• La Fonderia Pontificia Marinelli. Quando la storia diventa anche valore economico

    Le campane sono uno dei segni della tradizione italiana, quella dei campanili, degli artigiani-artisti e della chiesa che scandiva, anche con le campane, i ritmi del tempo, della vita, del lavoro, della preghiera, della morte. Le campane oggi testimoniano, come e più delle mura delle chiese e dei palazzi (anche perché le campane resistono molto meglio a distruzioni, terremoti, guerre), i secoli, la devozione (sono bellissime le incisioni sulle campane, che dicono la tradizione e la fede delle comunità), le identità e il genio dei territori e dei luoghi.

    La fonderia Pontificia Marinelli di Agnone (Molise) produce campane dal Duecento, e l’azienda ha conservato la continuità familiare attraverso otto secoli. Oggi, dice il titolare Armando Marinelli, continua a fabbricare campane “per passione”, la stessa passione che li ha spinti a dar vita ad  un “museo della campana”.

    Nella Fonderia Marinelli ci sono molti elementi dell’italianità generativa.

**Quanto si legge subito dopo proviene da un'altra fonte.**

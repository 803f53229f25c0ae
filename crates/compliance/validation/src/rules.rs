use std::fmt;
use std::sync::{Arc, LazyLock};

use regex::Regex;

use crate::error::FieldError;
use crate::field::{FieldValue, FormField, FormValues};
use crate::password::PasswordPolicy;

/// One or more non-space, non-`@` characters, `@`, the same, `.`, then one or
/// more non-space characters.
static EMAIL_PATTERN: LazyLock<Regex> =
    LazyLock::new(|| Regex::new(r"^[^\s@]+@[^\s@]+\.[^\s@]+$").expect("invalid email pattern"));

/// Closure signature for custom rules.
pub type CheckFn<F> =
    Arc<dyn Fn(&FieldValue, &FormValues<F>) -> Option<FieldError> + Send + Sync>;

/// A validation rule for a single field.
///
/// Rules are pure: the same value and snapshot always yield the same result.
#[derive(Clone)]
pub enum Rule<F: FormField> {
    /// Trimmed text must be non-empty.
    RequiredText { label: String },
    /// Text must be non-empty, whitespace counts.
    Present { label: String },
    /// Trimmed text length within `min..=max`.
    BoundedText {
        label: String,
        min: usize,
        max: usize,
    },
    /// Required, then RFC-light address format.
    Email,
    /// A value from a fixed option set must be chosen.
    Selection { label: String, options: Vec<String> },
    /// Required, then every policy predicate.
    Password(PasswordPolicy),
    /// Must equal another field's current value.
    Matches {
        other: F,
        missing: String,
        mismatch: String,
    },
    /// Checkbox must be ticked.
    RequiredFlag { message: String },
    /// Caller-supplied check with declared dependencies.
    Custom { depends_on: Vec<F>, check: CheckFn<F> },
}

impl<F: FormField> Rule<F> {
    pub fn required(label: impl Into<String>) -> Self {
        Rule::RequiredText {
            label: label.into(),
        }
    }

    pub fn present(label: impl Into<String>) -> Self {
        Rule::Present {
            label: label.into(),
        }
    }

    pub fn bounded(label: impl Into<String>, min: usize, max: usize) -> Self {
        Rule::BoundedText {
            label: label.into(),
            min,
            max,
        }
    }

    pub fn email() -> Self {
        Rule::Email
    }

    pub fn selection<I, S>(label: impl Into<String>, options: I) -> Self
    where
        I: IntoIterator<Item = S>,
        S: Into<String>,
    {
        Rule::Selection {
            label: label.into(),
            options: options.into_iter().map(Into::into).collect(),
        }
    }

    pub fn password(policy: PasswordPolicy) -> Self {
        Rule::Password(policy)
    }

    pub fn matches(other: F, missing: impl Into<String>, mismatch: impl Into<String>) -> Self {
        Rule::Matches {
            other,
            missing: missing.into(),
            mismatch: mismatch.into(),
        }
    }

    pub fn accepted(message: impl Into<String>) -> Self {
        Rule::RequiredFlag {
            message: message.into(),
        }
    }

    pub fn custom<C>(depends_on: Vec<F>, check: C) -> Self
    where
        C: Fn(&FieldValue, &FormValues<F>) -> Option<FieldError> + Send + Sync + 'static,
    {
        Rule::Custom {
            depends_on,
            check: Arc::new(check),
        }
    }

    /// Other fields whose values this rule reads.
    pub fn dependencies(&self) -> Vec<F> {
        match self {
            Rule::Matches { other, .. } => vec![*other],
            Rule::Custom { depends_on, .. } => depends_on.clone(),
            _ => Vec::new(),
        }
    }

    /// Why no value could ever satisfy this rule, if that is the case.
    pub fn unsatisfiable(&self) -> Option<String> {
        match self {
            Rule::BoundedText { min, max, .. } if min > max => Some(format!(
                "minimum length {min} exceeds maximum length {max}"
            )),
            Rule::Selection { options, .. } if options.is_empty() => {
                Some("no options to select from".to_string())
            }
            Rule::Password(policy) => policy.unsatisfiable().map(str::to_string),
            _ => None,
        }
    }

    /// Evaluate the rule. `None` means the value is valid.
    pub fn evaluate(&self, value: Option<&FieldValue>, values: &FormValues<F>) -> Option<FieldError> {
        match self {
            Rule::RequiredText { label } => {
                if text_of(value).trim().is_empty() {
                    return Some(FieldError::Required {
                        label: label.clone(),
                    });
                }
                None
            }
            Rule::Present { label } => {
                if text_of(value).is_empty() {
                    return Some(FieldError::Required {
                        label: label.clone(),
                    });
                }
                None
            }
            Rule::BoundedText { label, min, max } => {
                let trimmed = text_of(value).trim();
                if trimmed.is_empty() {
                    return Some(FieldError::Required {
                        label: label.clone(),
                    });
                }
                let len = trimmed.chars().count();
                if len < *min {
                    return Some(FieldError::TooShort {
                        label: label.clone(),
                        min: *min,
                    });
                }
                if len > *max {
                    return Some(FieldError::TooLong {
                        label: label.clone(),
                        max: *max,
                    });
                }
                None
            }
            Rule::Email => {
                let trimmed = text_of(value).trim();
                if trimmed.is_empty() {
                    return Some(FieldError::Required {
                        label: "Email".into(),
                    });
                }
                if !is_email(trimmed) {
                    return Some(FieldError::InvalidEmail);
                }
                None
            }
            Rule::Selection { label, options } => {
                let selected = text_of(value);
                if selected.is_empty() || !options.iter().any(|o| o == selected) {
                    return Some(FieldError::NotSelected {
                        label: label.clone(),
                    });
                }
                None
            }
            Rule::Password(policy) => policy.check(text_of(value)),
            Rule::Matches {
                other,
                missing,
                mismatch,
            } => {
                let confirmation = text_of(value);
                if confirmation.is_empty() {
                    return Some(FieldError::Unconfirmed {
                        message: missing.clone(),
                    });
                }
                if values.get(*other).and_then(FieldValue::text) != Some(confirmation) {
                    return Some(FieldError::Mismatch {
                        message: mismatch.clone(),
                    });
                }
                None
            }
            Rule::RequiredFlag { message } => {
                if !flag_of(value) {
                    return Some(FieldError::NotAccepted {
                        message: message.clone(),
                    });
                }
                None
            }
            Rule::Custom { check, .. } => {
                let fallback = FieldValue::default();
                check(value.unwrap_or(&fallback), values)
            }
        }
    }
}

impl<F: FormField> fmt::Debug for Rule<F> {
    fn fmt(&self, f: &mut fmt::Formatter<'_>) -> fmt::Result {
        match self {
            Rule::RequiredText { label } => f.debug_struct("RequiredText").field("label", label).finish(),
            Rule::Present { label } => f.debug_struct("Present").field("label", label).finish(),
            Rule::BoundedText { label, min, max } => f
                .debug_struct("BoundedText")
                .field("label", label)
                .field("min", min)
                .field("max", max)
                .finish(),
            Rule::Email => f.write_str("Email"),
            Rule::Selection { label, options } => f
                .debug_struct("Selection")
                .field("label", label)
                .field("options", options)
                .finish(),
            Rule::Password(policy) => f.debug_tuple("Password").field(policy).finish(),
            Rule::Matches { other, .. } => f.debug_struct("Matches").field("other", other).finish(),
            Rule::RequiredFlag { message } => {
                f.debug_struct("RequiredFlag").field("message", message).finish()
            }
            Rule::Custom { depends_on, .. } => f
                .debug_struct("Custom")
                .field("depends_on", depends_on)
                .finish_non_exhaustive(),
        }
    }
}

/// RFC-light email format check (not RFC 5322).
pub fn is_email(candidate: &str) -> bool {
    EMAIL_PATTERN.is_match(candidate)
}

fn text_of(value: Option<&FieldValue>) -> &str {
    debug_assert!(
        !matches!(value, Some(FieldValue::Flag(_))),
        "text rule evaluated against a checkbox value"
    );
    value.and_then(FieldValue::text).unwrap_or("")
}

fn flag_of(value: Option<&FieldValue>) -> bool {
    debug_assert!(
        !matches!(value, Some(FieldValue::Text(_))),
        "checkbox rule evaluated against a text value"
    );
    value.and_then(FieldValue::flag).unwrap_or(false)
}

#[cfg(test)]
mod tests {
    use super::*;

    #[derive(Clone, Copy, Debug, PartialEq, Eq, Hash, PartialOrd, Ord)]
    enum Probe {
        Secret,
    }

    impl FormField for Probe {
        const ALL: &'static [Self] = &[Probe::Secret];

        fn name(&self) -> &'static str {
            match self {
                Probe::Secret => "secret",
            }
        }
    }

    fn text(s: &str) -> FieldValue {
        FieldValue::from(s)
    }

    #[test]
    fn email_accepts_simple_addresses() {
        assert!(is_email("user@example.com"));
        assert!(is_email("first.last+tag@sub.example.co.uk"));
        assert!(!is_email("user@example"));
        assert!(!is_email("user example@example.com"));
        assert!(!is_email("@example.com"));
        assert!(!is_email("user@@example.com"));
    }

    #[test]
    fn email_rule_trims_before_checking() {
        let rule = Rule::<Probe>::email();
        let values = FormValues::new();
        assert!(rule.evaluate(Some(&text("  a@b.co  ")), &values).is_none());
        assert_eq!(
            rule.evaluate(Some(&text("   ")), &values),
            Some(FieldError::Required {
                label: "Email".into()
            })
        );
        assert_eq!(
            rule.evaluate(Some(&text("nope")), &values),
            Some(FieldError::InvalidEmail)
        );
    }

    #[test]
    fn bounded_text_uses_trimmed_length() {
        let rule = Rule::<Probe>::bounded("Name", 2, 5);
        let values = FormValues::new();
        assert_eq!(
            rule.evaluate(Some(&text(" a ")), &values),
            Some(FieldError::TooShort {
                label: "Name".into(),
                min: 2
            })
        );
        assert!(rule.evaluate(Some(&text("  ab  ")), &values).is_none());
        assert_eq!(
            rule.evaluate(Some(&text("abcdef")), &values),
            Some(FieldError::TooLong {
                label: "Name".into(),
                max: 5
            })
        );
        assert_eq!(
            rule.evaluate(None, &values),
            Some(FieldError::Required {
                label: "Name".into()
            })
        );
    }

    #[test]
    fn present_counts_whitespace() {
        let rule = Rule::<Probe>::present("Password");
        let values = FormValues::new();
        assert!(rule.evaluate(Some(&text(" ")), &values).is_none());
        assert!(rule.evaluate(Some(&text("")), &values).is_some());
    }

    #[test]
    fn selection_requires_known_option() {
        let rule = Rule::<Probe>::selection("request type", ["a", "b"]);
        let values = FormValues::new();
        assert!(rule.evaluate(Some(&text("a")), &values).is_none());
        assert!(rule.evaluate(Some(&text("")), &values).is_some());
        assert!(rule.evaluate(Some(&text("c")), &values).is_some());
    }

    #[test]
    fn matches_reads_other_field_from_snapshot() {
        let rule = Rule::matches(Probe::Secret, "Please confirm", "Passwords do not match");
        let values = FormValues::new().with(Probe::Secret, "Abc12345!");

        assert!(rule.evaluate(Some(&text("Abc12345!")), &values).is_none());
        assert_eq!(
            rule.evaluate(Some(&text("Abc12345")), &values)
                .unwrap()
                .to_string(),
            "Passwords do not match"
        );
        assert_eq!(
            rule.evaluate(Some(&text("")), &values).unwrap().to_string(),
            "Please confirm"
        );
        assert_eq!(rule.dependencies(), vec![Probe::Secret]);
    }

    #[test]
    fn required_flag_needs_true() {
        let rule = Rule::<Probe>::accepted("You must agree");
        let values = FormValues::new();
        assert!(rule.evaluate(Some(&FieldValue::Flag(true)), &values).is_none());
        assert!(rule.evaluate(Some(&FieldValue::Flag(false)), &values).is_some());
        assert!(rule.evaluate(None, &values).is_some());
    }

    #[test]
    fn custom_rule_sees_snapshot() {
        let rule = Rule::custom(vec![Probe::Secret], |value, values: &FormValues<Probe>| {
            if value.text() == Some(values.text(Probe::Secret)) {
                Some(FieldError::Invalid {
                    message: "must differ".into(),
                })
            } else {
                None
            }
        });
        let values = FormValues::new().with(Probe::Secret, "same");
        assert!(rule.evaluate(Some(&text("same")), &values).is_some());
        assert!(rule.evaluate(Some(&text("other")), &values).is_none());
        assert_eq!(rule.dependencies(), vec![Probe::Secret]);
    }

    #[test]
    fn rules_are_deterministic() {
        let rule = Rule::<Probe>::password(PasswordPolicy::default());
        let values = FormValues::new();
        let value = text("abc");
        assert_eq!(
            rule.evaluate(Some(&value), &values),
            rule.evaluate(Some(&value), &values)
        );
    }
}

    Innanzitutto far della storia anche un punto di forza aziendale: la valorizzazione del grande, in questo caso straordinario, patrimonio storico diventa fattore di identità imprenditoriale e di valore aggiunto del prodotto. Il “fare campane come si facevano un tempo” diventa fattore di innovazione oggi, poiché – come accade in molto made in Italy nei settori del cibo, dell’artigianato, del turismo – quando si acquista un bene si compra anche la storia, una storia che, come ricordava Manzoni per il coraggio, se non ce l’hai non puoi dartela da solo. Ecco quindi il valore, culturale ma anche direttamente commerciale, del museo, una idea innovativa e creativa, che non va letta tramite il paradigma “filantropico” del capitalismo Made in US, ma come un’espressione di quell’intreccio tra storia, economia, arte e territorio che, quando c’è, fanno il Made in Italy capace oggi di futuro.

    Ecco perché chi acquista una campana Marinelli acquisisce un “experience good”, un bene di esperienza, poiché il valore economico del bene-merce è solo una parte del valore globale dell’esperienza che si fa prima, durante e dopo averlo acquistato, che è fatta di simboli, di liturgie (visitare le fonderie, gli odori, gli strumenti), di storia appunto. Il Made in Italy è generativo quando, come la Marinelli, si riesce a vendere non solo merci ma beni che dicono molto di più di un rapporto qualità-prezzo, perché raccontano secoli di storia incorporata nel prodotto, un valore che eccedente rispetto al prezzo che si paga, poiché è in buona parte un bene comune. Ma quando un’impresa, come la Marinelli, riesce a far vedere oltre il prezzo questo valore invisibile ma realissimo, allora il Made in Italy è capace di futuro.